--- INPUT DATA ---

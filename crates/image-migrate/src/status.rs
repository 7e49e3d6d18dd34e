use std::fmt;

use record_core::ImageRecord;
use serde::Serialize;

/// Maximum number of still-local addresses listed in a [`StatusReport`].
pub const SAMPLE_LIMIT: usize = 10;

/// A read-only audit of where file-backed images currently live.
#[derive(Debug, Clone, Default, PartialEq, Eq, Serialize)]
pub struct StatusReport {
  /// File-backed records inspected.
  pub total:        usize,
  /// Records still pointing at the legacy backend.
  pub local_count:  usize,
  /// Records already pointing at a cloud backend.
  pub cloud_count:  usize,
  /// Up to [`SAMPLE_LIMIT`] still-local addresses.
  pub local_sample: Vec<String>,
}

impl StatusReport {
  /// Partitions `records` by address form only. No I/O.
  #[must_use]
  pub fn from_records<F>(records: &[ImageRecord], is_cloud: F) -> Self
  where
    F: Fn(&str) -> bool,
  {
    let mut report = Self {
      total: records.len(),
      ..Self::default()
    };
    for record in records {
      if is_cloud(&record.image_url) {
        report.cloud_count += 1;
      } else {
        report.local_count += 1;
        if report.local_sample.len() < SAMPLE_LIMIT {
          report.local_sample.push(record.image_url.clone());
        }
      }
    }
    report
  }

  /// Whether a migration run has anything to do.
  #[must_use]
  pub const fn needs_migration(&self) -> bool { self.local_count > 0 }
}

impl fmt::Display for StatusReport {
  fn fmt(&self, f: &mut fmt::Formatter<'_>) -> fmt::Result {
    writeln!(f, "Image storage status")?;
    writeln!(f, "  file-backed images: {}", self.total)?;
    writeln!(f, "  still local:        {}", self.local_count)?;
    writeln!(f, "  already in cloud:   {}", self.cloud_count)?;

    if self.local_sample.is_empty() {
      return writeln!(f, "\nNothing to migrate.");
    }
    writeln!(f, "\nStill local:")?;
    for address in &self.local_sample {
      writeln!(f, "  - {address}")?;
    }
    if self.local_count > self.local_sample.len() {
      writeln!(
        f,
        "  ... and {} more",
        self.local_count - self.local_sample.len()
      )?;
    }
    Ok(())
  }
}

---
--- INPUT DATA ---

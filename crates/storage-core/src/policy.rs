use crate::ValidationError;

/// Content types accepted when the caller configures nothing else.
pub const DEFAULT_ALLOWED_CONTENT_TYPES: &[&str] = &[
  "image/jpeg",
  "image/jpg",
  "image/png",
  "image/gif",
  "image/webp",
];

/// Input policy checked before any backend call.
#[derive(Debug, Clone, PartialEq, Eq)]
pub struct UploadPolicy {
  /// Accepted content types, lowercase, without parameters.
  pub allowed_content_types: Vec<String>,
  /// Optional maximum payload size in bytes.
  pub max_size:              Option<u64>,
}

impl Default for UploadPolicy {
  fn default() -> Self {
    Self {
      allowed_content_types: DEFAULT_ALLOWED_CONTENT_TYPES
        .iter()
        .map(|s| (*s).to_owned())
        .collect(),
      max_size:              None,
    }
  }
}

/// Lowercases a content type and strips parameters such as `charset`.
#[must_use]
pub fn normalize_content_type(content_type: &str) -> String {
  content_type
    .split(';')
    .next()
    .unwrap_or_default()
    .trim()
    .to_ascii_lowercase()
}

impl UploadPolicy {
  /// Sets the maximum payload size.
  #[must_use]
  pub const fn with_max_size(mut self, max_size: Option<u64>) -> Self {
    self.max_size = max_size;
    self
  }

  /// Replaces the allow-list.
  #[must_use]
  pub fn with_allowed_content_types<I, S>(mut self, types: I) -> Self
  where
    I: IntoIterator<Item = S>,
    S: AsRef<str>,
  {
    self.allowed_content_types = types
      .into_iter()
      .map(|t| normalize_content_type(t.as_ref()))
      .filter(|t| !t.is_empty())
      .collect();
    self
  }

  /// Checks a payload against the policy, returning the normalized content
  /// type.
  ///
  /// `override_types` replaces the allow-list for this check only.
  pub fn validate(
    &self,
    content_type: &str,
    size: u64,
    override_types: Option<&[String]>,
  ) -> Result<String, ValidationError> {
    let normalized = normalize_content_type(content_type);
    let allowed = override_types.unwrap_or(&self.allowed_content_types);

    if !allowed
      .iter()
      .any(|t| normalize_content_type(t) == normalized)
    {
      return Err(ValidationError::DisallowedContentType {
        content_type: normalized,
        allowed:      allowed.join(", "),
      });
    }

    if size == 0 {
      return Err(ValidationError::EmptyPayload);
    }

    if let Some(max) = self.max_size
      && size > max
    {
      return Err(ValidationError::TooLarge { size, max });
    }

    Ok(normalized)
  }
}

---
--- INPUT DATA ---

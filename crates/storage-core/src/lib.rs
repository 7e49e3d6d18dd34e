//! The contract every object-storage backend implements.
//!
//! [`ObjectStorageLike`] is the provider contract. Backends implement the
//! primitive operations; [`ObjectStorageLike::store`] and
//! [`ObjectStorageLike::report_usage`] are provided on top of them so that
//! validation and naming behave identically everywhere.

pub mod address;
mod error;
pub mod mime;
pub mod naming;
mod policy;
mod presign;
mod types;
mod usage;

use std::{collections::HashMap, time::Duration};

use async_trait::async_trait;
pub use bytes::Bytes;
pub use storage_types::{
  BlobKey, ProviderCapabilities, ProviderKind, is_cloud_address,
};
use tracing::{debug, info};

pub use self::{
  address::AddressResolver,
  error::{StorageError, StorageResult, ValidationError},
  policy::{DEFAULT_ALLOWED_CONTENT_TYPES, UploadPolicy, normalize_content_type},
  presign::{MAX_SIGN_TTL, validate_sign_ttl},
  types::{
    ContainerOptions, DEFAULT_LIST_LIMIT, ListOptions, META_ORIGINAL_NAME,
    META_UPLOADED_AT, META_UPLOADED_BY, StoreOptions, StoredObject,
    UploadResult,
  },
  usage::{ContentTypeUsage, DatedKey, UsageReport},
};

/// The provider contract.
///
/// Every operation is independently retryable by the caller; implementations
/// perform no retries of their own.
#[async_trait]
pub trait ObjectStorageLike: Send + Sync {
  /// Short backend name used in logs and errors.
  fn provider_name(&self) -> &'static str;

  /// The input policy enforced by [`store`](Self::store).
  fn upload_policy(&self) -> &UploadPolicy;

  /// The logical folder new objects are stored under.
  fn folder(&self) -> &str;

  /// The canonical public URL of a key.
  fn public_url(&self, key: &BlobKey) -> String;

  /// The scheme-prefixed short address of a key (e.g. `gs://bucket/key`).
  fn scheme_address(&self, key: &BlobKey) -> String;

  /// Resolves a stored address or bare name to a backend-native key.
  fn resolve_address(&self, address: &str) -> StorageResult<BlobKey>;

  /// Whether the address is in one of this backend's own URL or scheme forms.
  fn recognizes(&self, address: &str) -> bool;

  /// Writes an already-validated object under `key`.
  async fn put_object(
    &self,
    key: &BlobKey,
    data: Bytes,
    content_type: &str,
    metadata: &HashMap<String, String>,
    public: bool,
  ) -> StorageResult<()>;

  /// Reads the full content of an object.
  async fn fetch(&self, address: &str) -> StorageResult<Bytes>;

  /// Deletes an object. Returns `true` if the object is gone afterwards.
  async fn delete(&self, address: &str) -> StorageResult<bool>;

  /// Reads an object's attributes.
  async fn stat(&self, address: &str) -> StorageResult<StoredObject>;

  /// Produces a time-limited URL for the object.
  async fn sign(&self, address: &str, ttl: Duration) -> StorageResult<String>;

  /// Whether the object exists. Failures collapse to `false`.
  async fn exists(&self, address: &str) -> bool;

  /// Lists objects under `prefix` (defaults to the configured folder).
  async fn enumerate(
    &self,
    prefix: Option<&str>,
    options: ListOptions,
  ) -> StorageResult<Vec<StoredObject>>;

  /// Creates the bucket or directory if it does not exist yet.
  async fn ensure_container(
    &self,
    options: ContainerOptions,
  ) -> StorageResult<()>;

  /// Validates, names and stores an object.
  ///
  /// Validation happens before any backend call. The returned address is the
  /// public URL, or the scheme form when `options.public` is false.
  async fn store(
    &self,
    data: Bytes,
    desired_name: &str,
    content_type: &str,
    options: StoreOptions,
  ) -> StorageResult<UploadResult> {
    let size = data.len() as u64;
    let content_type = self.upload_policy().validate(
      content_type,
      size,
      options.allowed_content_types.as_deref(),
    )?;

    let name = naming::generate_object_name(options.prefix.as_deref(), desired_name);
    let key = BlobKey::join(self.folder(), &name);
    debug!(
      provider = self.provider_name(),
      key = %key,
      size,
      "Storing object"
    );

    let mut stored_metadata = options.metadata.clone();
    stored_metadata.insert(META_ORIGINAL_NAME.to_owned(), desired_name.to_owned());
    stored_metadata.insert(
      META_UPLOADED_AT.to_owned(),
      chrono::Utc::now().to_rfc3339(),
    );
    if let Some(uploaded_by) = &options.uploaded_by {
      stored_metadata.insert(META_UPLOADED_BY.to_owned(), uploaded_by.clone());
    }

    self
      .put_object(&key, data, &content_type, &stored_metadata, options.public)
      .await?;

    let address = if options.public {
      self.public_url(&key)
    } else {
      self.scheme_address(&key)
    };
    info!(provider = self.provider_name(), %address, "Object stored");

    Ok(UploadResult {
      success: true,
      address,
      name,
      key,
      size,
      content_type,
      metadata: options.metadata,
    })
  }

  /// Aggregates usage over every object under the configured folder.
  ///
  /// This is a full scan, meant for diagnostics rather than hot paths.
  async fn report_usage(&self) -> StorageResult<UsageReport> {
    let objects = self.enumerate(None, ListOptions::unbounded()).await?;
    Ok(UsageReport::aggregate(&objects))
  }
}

---

| TASK PROMPT |
Would you copy out each line of the records above where the word "usize" occurs?

| SOLVED PROBLEM |
pub const SAMPLE_LIMIT: usize = 10;
  pub total:        usize,
  pub local_count:  usize,
  pub cloud_count:  usize,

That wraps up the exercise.